“Non prego solo per questi, ma anche per quelli che crederanno in me mediante la loro parola: perché tutti siano una sola cosa; come tu, Padre, sei in me e io in te, siano anch’essi in noi, perché il mondo creda che tu mi hai mandato.” (Giovanni 17,20-26).

Cosa c’è di più grande che sentirsi uniti? Che cosa genera l’unità tra D-o e ogni uomo?

La risposta a questi interrogativi è la preghiera di Gesù al Padre che trova una ulteriore verità nella capacità di Gesù di farsi portavoce dello spirito di vicinanza verso suoi discepoli e verso ogni creatura.

L’amore donato gratuitamente è l’esperienza che Gesù ha vissuto nella sua vita terrena e che ha condivisa con il Padre.

Potremmo anche noi, nel qui ed ora della nostra storia, poter pregare con le parole di Gesù.
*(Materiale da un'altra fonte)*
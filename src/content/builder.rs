//! Content stream builder.
//!
//! Emits the small set of operators needed for text overlays. Text uses
//! the standard Helvetica font, encoded as single bytes.

use crate::error::Result;
use crate::writer::format_number;
use std::io::Write;

/// Helvetica advance widths for codes 32..=126, in 1/1000 em.
const HELVETICA_WIDTHS: [u16; 95] = [
    278, 278, 355, 556, 556, 889, 667, 191, 333, 333, 389, 584, 278, 333, 278, 278, // ' '../
    556, 556, 556, 556, 556, 556, 556, 556, 556, 556, // 0..9
    278, 278, 584, 584, 584, 556, 1015, // :..@
    667, 667, 722, 722, 667, 611, 778, 722, 278, 500, 667, 556, 833, // A..M
    722, 778, 667, 778, 722, 667, 611, 722, 667, 944, 667, 667, 611, // N..Z
    278, 278, 278, 469, 556, 333, // [..`
    556, 556, 500, 556, 556, 278, 556, 556, 222, 222, 500, 222, 833, // a..m
    556, 556, 556, 556, 333, 500, 278, 556, 500, 722, 500, 500, 500, // n..z
    334, 260, 334, 584, // {..~
];

/// Width of glyphs outside the printable ASCII table.
const DEFAULT_WIDTH: u16 = 556;

/// Width of `text` set in Helvetica at `size` points.
pub fn helvetica_width(text: &str, size: f64) -> f64 {
    let units: u32 = text
        .chars()
        .map(|c| match c as u32 {
            code @ 32..=126 => HELVETICA_WIDTHS[(code - 32) as usize] as u32,
            _ => DEFAULT_WIDTH as u32,
        })
        .sum();
    units as f64 * size / 1000.0
}

/// Encode text for a simple font: Latin-1 bytes, `?` for anything else.
pub fn encode_simple(text: &str) -> Vec<u8> {
    text.chars()
        .map(|c| u8::try_from(c as u32).unwrap_or(b'?'))
        .collect()
}

/// Operations that can be added to a content stream.
#[derive(Debug, Clone, PartialEq)]
pub enum ContentStreamOp {
    /// Save graphics state (q)
    SaveState,
    /// Restore graphics state (Q)
    RestoreState,
    /// Concatenate matrix (cm)
    Transform([f64; 6]),
    /// Set extended graphics state (gs)
    SetExtGState(String),
    /// Set fill colour RGB (rg)
    SetFillRgb(f64, f64, f64),
    /// Begin text object (BT)
    BeginText,
    /// End text object (ET)
    EndText,
    /// Set font and size (Tf)
    SetFont(String, f64),
    /// Move text position (Td)
    MoveText(f64, f64),
    /// Set text matrix (Tm)
    SetTextMatrix([f64; 6]),
    /// Show text (Tj), already encoded
    ShowText(Vec<u8>),
}

/// Accumulates operators and serializes them as a content stream.
#[derive(Debug, Clone, Default)]
pub struct ContentStreamBuilder {
    operations: Vec<ContentStreamOp>,
}

impl ContentStreamBuilder {
    /// Create an empty builder.
    pub fn new() -> Self {
        Self::default()
    }

    /// Add a raw operation.
    pub fn op(&mut self, op: ContentStreamOp) -> &mut Self {
        self.operations.push(op);
        self
    }

    /// q
    pub fn save_state(&mut self) -> &mut Self {
        self.op(ContentStreamOp::SaveState)
    }

    /// Q
    pub fn restore_state(&mut self) -> &mut Self {
        self.op(ContentStreamOp::RestoreState)
    }

    /// cm
    pub fn transform(&mut self, matrix: [f64; 6]) -> &mut Self {
        self.op(ContentStreamOp::Transform(matrix))
    }

    /// gs
    pub fn set_ext_gstate(&mut self, name: &str) -> &mut Self {
        self.op(ContentStreamOp::SetExtGState(name.to_string()))
    }

    /// rg; components in 0..=1
    pub fn set_fill_rgb(&mut self, r: f64, g: f64, b: f64) -> &mut Self {
        self.op(ContentStreamOp::SetFillRgb(r, g, b))
    }

    /// BT
    pub fn begin_text(&mut self) -> &mut Self {
        self.op(ContentStreamOp::BeginText)
    }

    /// ET
    pub fn end_text(&mut self) -> &mut Self {
        self.op(ContentStreamOp::EndText)
    }

    /// Tf
    pub fn set_font(&mut self, resource_name: &str, size: f64) -> &mut Self {
        self.op(ContentStreamOp::SetFont(resource_name.to_string(), size))
    }

    /// Td
    pub fn move_text(&mut self, tx: f64, ty: f64) -> &mut Self {
        self.op(ContentStreamOp::MoveText(tx, ty))
    }

    /// Tm
    pub fn set_text_matrix(&mut self, matrix: [f64; 6]) -> &mut Self {
        self.op(ContentStreamOp::SetTextMatrix(matrix))
    }

    /// Tj with Latin-1 encoding.
    pub fn show_text(&mut self, text: &str) -> &mut Self {
        self.op(ContentStreamOp::ShowText(encode_simple(text)))
    }

    /// True when no operation was added.
    pub fn is_empty(&self) -> bool {
        self.operations.is_empty()
    }

    /// Serialize, one operator per line.
    pub fn build(&self) -> Result<Vec<u8>> {
        let mut buf = Vec::new();
        for op in &self.operations {
            write_op(&mut buf, op)?;
            buf.push(b'\n');
        }
        Ok(buf)
    }
}

fn write_matrix<W: Write>(w: &mut W, m: &[f64; 6]) -> std::io::Result<()> {
    for v in m {
        write!(w, "{} ", format_number(*v))?;
    }
    Ok(())
}

fn write_op<W: Write>(w: &mut W, op: &ContentStreamOp) -> std::io::Result<()> {
    match op {
        ContentStreamOp::SaveState => write!(w, "q"),
        ContentStreamOp::RestoreState => write!(w, "Q"),
        ContentStreamOp::Transform(m) => {
            write_matrix(w, m)?;
            write!(w, "cm")
        },
        ContentStreamOp::SetExtGState(name) => write!(w, "/{} gs", name),
        ContentStreamOp::SetFillRgb(r, g, b) => write!(
            w,
            "{} {} {} rg",
            format_number(*r),
            format_number(*g),
            format_number(*b)
        ),
        ContentStreamOp::BeginText => write!(w, "BT"),
        ContentStreamOp::EndText => write!(w, "ET"),
        ContentStreamOp::SetFont(name, size) => write!(w, "/{} {} Tf", name, format_number(*size)),
        ContentStreamOp::MoveText(tx, ty) => {
            write!(w, "{} {} Td", format_number(*tx), format_number(*ty))
        },
        ContentStreamOp::SetTextMatrix(m) => {
            write_matrix(w, m)?;
            write!(w, "Tm")
        },
        ContentStreamOp::ShowText(bytes) => {
            w.write_all(b"(")?;
            for &b in bytes {
                if matches!(b, b'(' | b')' | b'\\') {
                    w.write_all(&[b'\\'])?;
                }
                w.write_all(&[b])?;
            }
            w.write_all(b") Tj")
        },
    }
}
Sono parole di affidamento che sono aperte alla comunità e al mondo, affinché tutti possano godere della salvezza eterna.

Ricordiamoci che questa lunga preghiera di Gesù è il segna di un percorso di fede significativo. Esso porta anche noi a riconoscere le verità ultime e a percepirle con amore fraterno.